- TASK DESCRIPTION -
Nothing but an exact repetition of the listing should be returned.

- THE RECORDS -
· · · ·

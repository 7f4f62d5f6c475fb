//! Development mode: watch, rebuild, serve, reload.
//!
//! - [`watcher`] - filesystem events into a bounded channel
//! - [`scheduler`] - debouncing state machine deciding what to rebuild
//! - [`server`] - axum server with SSE live reload
//! - [`state`] - shared status/client registry

pub mod scheduler;
pub mod server;
pub mod state;
pub mod watcher;

pub use scheduler::WatchScheduler;
pub use server::DevServer;
pub use state::{BuildStatus, DevState, SharedState};
pub use watcher::{FileWatcher, WatchEvent};

use crate::error::Result;
use crate::ui;
use serde::{Deserialize, Serialize};
use std::path::PathBuf;
use std::sync::Arc;
use std::time::Duration;
use tandem_build::BuildGraph;
use tandem_config::{BuildMode, TandemConfig, TargetRegistry};
use tokio::signal;

/// Events in the dev server lifecycle, broadcast to connected clients.
#[derive(Debug, Clone, Serialize, Deserialize)]
#[serde(tag = "type")]
pub enum DevEvent {
    /// Rebuild started
    BuildStarted,
    /// Rebuild completed; clients reload on this
    BuildCompleted { duration_ms: u64 },
    /// Rebuild failed for one or more units
    BuildFailed { error: String },
    /// Client connected to the event stream
    ClientConnected { id: usize },
}

/// Run development mode until interrupted.
///
/// Performs the initial full build (fail-together, like any full build),
/// then starts the file watcher, the scheduler loop, and the dev server,
/// and waits for Ctrl+C.
pub async fn serve(
    graph: Arc<BuildGraph>,
    registry: Arc<TargetRegistry>,
    config: &TandemConfig,
    root: PathBuf,
    out_dir: PathBuf,
    port: u16,
) -> Result<()> {
    ui::info("Starting development server...");

    let state = Arc::new(DevState::new(Arc::clone(graph.store()), out_dir));

    // Initial full build. A broken tree at startup is surfaced immediately
    // rather than serving a stale or empty bundle.
    ui::info("Performing initial build...");
    state.start_build();
    match graph.run_full(BuildMode::Development).await {
        Ok(report) => {
            let duration_ms = report.duration.as_millis() as u64;
            state.complete_build(duration_ms);
            ui::success(&format!("Initial build completed in {}ms", duration_ms));
        }
        Err(e) => {
            state.fail_build(e.to_string());
            ui::error(&format!("Initial build failed: {}", e));
            return Err(e.into());
        }
    }

    // File watcher over the project root; the scheduler filters relevance.
    let (watcher, events) = FileWatcher::new(root.clone(), config.dev.watch_ignore.clone())?;
    ui::info(&format!(
        "Watching for changes in: {}",
        watcher.root().display()
    ));

    let scheduler = WatchScheduler::new(
        Arc::clone(&registry),
        Arc::clone(&graph),
        Arc::clone(&state),
        Duration::from_millis(config.dev.debounce_ms),
        config.ui.as_ref().map(|ui| resolve(&ui.source_dir, &root)),
        config
            .assets
            .roots
            .iter()
            .map(|r| resolve(r, &root))
            .collect(),
    );
    let mut scheduler_handle = tokio::spawn(scheduler.run(events));

    let server = DevServer::new(port, Arc::clone(&state))?;
    ui::success(&format!("Development server running at {}", server.url()));
    let mut server_handle = tokio::spawn(server.start());

    ui::info("Press Ctrl+C to stop");
    tokio::select! {
        _ = signal::ctrl_c() => {
            ui::info("Shutting down development server...");
        }
        result = &mut scheduler_handle => {
            match result {
                Ok(Err(e)) => return Err(e),
                _ => ui::warning("Watch loop ended unexpectedly"),
            }
        }
        result = &mut server_handle => {
            match result {
                Ok(Err(e)) => return Err(e),
                _ => ui::warning("Server task ended unexpectedly"),
            }
        }
    }

    ui::success("Development server stopped");
    Ok(())
}

fn resolve(path: &std::path::Path, root: &std::path::Path) -> PathBuf {
    if path.is_absolute() {
        path.to_path_buf()
    } else {
        root.join(path)
    }
}
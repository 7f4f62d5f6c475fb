//! Build graph and target coordination core.
//!
//! This crate decides what to compile, in what order, with which
//! target-specific flags, and assembles the output manifest the runtime
//! loader consumes. The pieces:
//!
//! - [`compiler`] - invokes the native-to-wasm compiler for one target
//! - [`bundler`] - boundary to the external UI bundler
//! - [`assets`] - pass-through pipeline for styles/fonts/HTML
//! - [`graph`] - runs the above concurrently and joins the outcomes
//! - [`manifest`] - atomic-swap published mapping of bundle names to files
//! - [`diagnostics`] - per-target compiler messages, captured as data
//!
//! Compilation failure of one target never aborts its siblings: failures are
//! carried in [`CompilationResult`] values and policy (fail-together for full
//! builds, fail-isolated for watch rebuilds) is applied at the join point in
//! [`graph::BuildGraph`].

pub mod assets;
pub mod bundler;
pub mod compiler;
pub mod diagnostics;
pub mod error;
pub mod graph;
pub mod manifest;

pub use assets::AssetPipeline;
pub use bundler::{BundleUi, CommandBundler, UI_BUNDLE, UI_LOADER_FILE};
pub use compiler::{Compile, CompilationResult, WasmPackCompiler};
pub use diagnostics::{Diagnostic, Severity};
pub use error::{BuildError, Result};
pub use graph::{BuildGraph, BuildReport, PartialReport, STATIC_BUNDLE};
pub use manifest::{ManifestEntry, ManifestFile, ManifestStore, OutputManifest, MANIFEST_FILE};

· · · ·

- WRITTEN SOLUTION -
repository 7f4f62d5f6c475fb
//! Development mode: watch, rebuild, serve, reload.
//!
//! - [`watcher`] - filesystem events into a bounded channel
//! - [`scheduler`] - debouncing state machine deciding what to rebuild
//! - [`server`] - axum server with SSE live reload
//! - [`state`] - shared status/client registry

pub mod scheduler;
pub mod server;
pub mod state;
pub mod watcher;

pub use scheduler::WatchScheduler;
pub use server::DevServer;
pub use state::{BuildStatus, DevState, SharedState};
pub use watcher::{FileWatcher, WatchEvent};

use crate::error::Result;
use crate::ui;
use serde::{Deserialize, Serialize};
use std::path::PathBuf;
use std::sync::Arc;
use std::time::Duration;
use tandem_build::BuildGraph;
use tandem_config::{BuildMode, TandemConfig, TargetRegistry};
use tokio::signal;

/// Events in the dev server lifecycle, broadcast to connected clients.
#[derive(Debug, Clone, Serialize, Deserialize)]
#[serde(tag = "type")]
pub enum DevEvent {
    /// Rebuild started
    BuildStarted,
    /// Rebuild completed; clients reload on this
    BuildCompleted { duration_ms: u64 },
    /// Rebuild failed for one or more units
    BuildFailed { error: String },
    /// Client connected to the event stream
    ClientConnected { id: usize },
}

/// Run development mode until interrupted.
///
/// Performs the initial full build (fail-together, like any full build),
/// then starts the file watcher, the scheduler loop, and the dev server,
/// and waits for Ctrl+C.
pub async fn serve(
    graph: Arc<BuildGraph>,
    registry: Arc<TargetRegistry>,
    config: &TandemConfig,
    root: PathBuf,
    out_dir: PathBuf,
    port: u16,
) -> Result<()> {
    ui::info("Starting development server...");

    let state = Arc::new(DevState::new(Arc::clone(graph.store()), out_dir));

    // Initial full build. A broken tree at startup is surfaced immediately
    // rather than serving a stale or empty bundle.
    ui::info("Performing initial build...");
    state.start_build();
    match graph.run_full(BuildMode::Development).await {
        Ok(report) => {
            let duration_ms = report.duration.as_millis() as u64;
            state.complete_build(duration_ms);
            ui::success(&format!("Initial build completed in {}ms", duration_ms));
        }
        Err(e) => {
            state.fail_build(e.to_string());
            ui::error(&format!("Initial build failed: {}", e));
            return Err(e.into());
        }
    }

    // File watcher over the project root; the scheduler filters relevance.
    let (watcher, events) = FileWatcher::new(root.clone(), config.dev.watch_ignore.clone())?;
    ui::info(&format!(
        "Watching for changes in: {}",
        watcher.root().display()
    ));

    let scheduler = WatchScheduler::new(
        Arc::clone(&registry),
        Arc::clone(&graph),
        Arc::clone(&state),
        Duration::from_millis(config.dev.debounce_ms),
        config.ui.as_ref().map(|ui| resolve(&ui.source_dir, &root)),
        config
            .assets
            .roots
            .iter()
            .map(|r| resolve(r, &root))
            .collect(),
    );
    let mut scheduler_handle = tokio::spawn(scheduler.run(events));

    let server = DevServer::new(port, Arc::clone(&state))?;
    ui::success(&format!("Development server running at {}", server.url()));
    let mut server_handle = tokio::spawn(server.start());

    ui::info("Press Ctrl+C to stop");
    tokio::select! {
        _ = signal::ctrl_c() => {
            ui::info("Shutting down development server...");
        }
        result = &mut scheduler_handle => {
            match result {
                Ok(Err(e)) => return Err(e),
                _ => ui::warning("Watch loop ended unexpectedly"),
            }
        }
        result = &mut server_handle => {
            match result {
                Ok(Err(e)) => return Err(e),
                _ => ui::warning("Server task ended unexpectedly"),
            }
        }
    }

    ui::success("Development server stopped");
    Ok(())
}

fn resolve(path: &std::path::Path, root: &std::path::Path) -> PathBuf {
    if path.is_absolute() {
        path.to_path_buf()
    } else {
        root.join(path)
    }
}
repository 7f4f62d5f6c475fb
//! Build graph and target coordination core.
//!
//! This crate decides what to compile, in what order, with which
//! target-specific flags, and assembles the output manifest the runtime
//! loader consumes. The pieces:
//!
//! - [`compiler`] - invokes the native-to-wasm compiler for one target
//! - [`bundler`] - boundary to the external UI bundler
//! - [`assets`] - pass-through pipeline for styles/fonts/HTML
//! - [`graph`] - runs the above concurrently and joins the outcomes
//! - [`manifest`] - atomic-swap published mapping of bundle names to files
//! - [`diagnostics`] - per-target compiler messages, captured as data
//!
//! Compilation failure of one target never aborts its siblings: failures are
//! carried in [`CompilationResult`] values and policy (fail-together for full
//! builds, fail-isolated for watch rebuilds) is applied at the join point in
//! [`graph::BuildGraph`].

pub mod assets;
pub mod bundler;
pub mod compiler;
pub mod diagnostics;
pub mod error;
pub mod graph;
pub mod manifest;

pub use assets::AssetPipeline;
pub use bundler::{BundleUi, CommandBundler, UI_BUNDLE, UI_LOADER_FILE};
pub use compiler::{Compile, CompilationResult, WasmPackCompiler};
pub use diagnostics::{Diagnostic, Severity};
pub use error::{BuildError, Result};
pub use graph::{BuildGraph, BuildReport, PartialReport, STATIC_BUNDLE};
pub use manifest::{ManifestEntry, ManifestFile, ManifestStore, OutputManifest, MANIFEST_FILE};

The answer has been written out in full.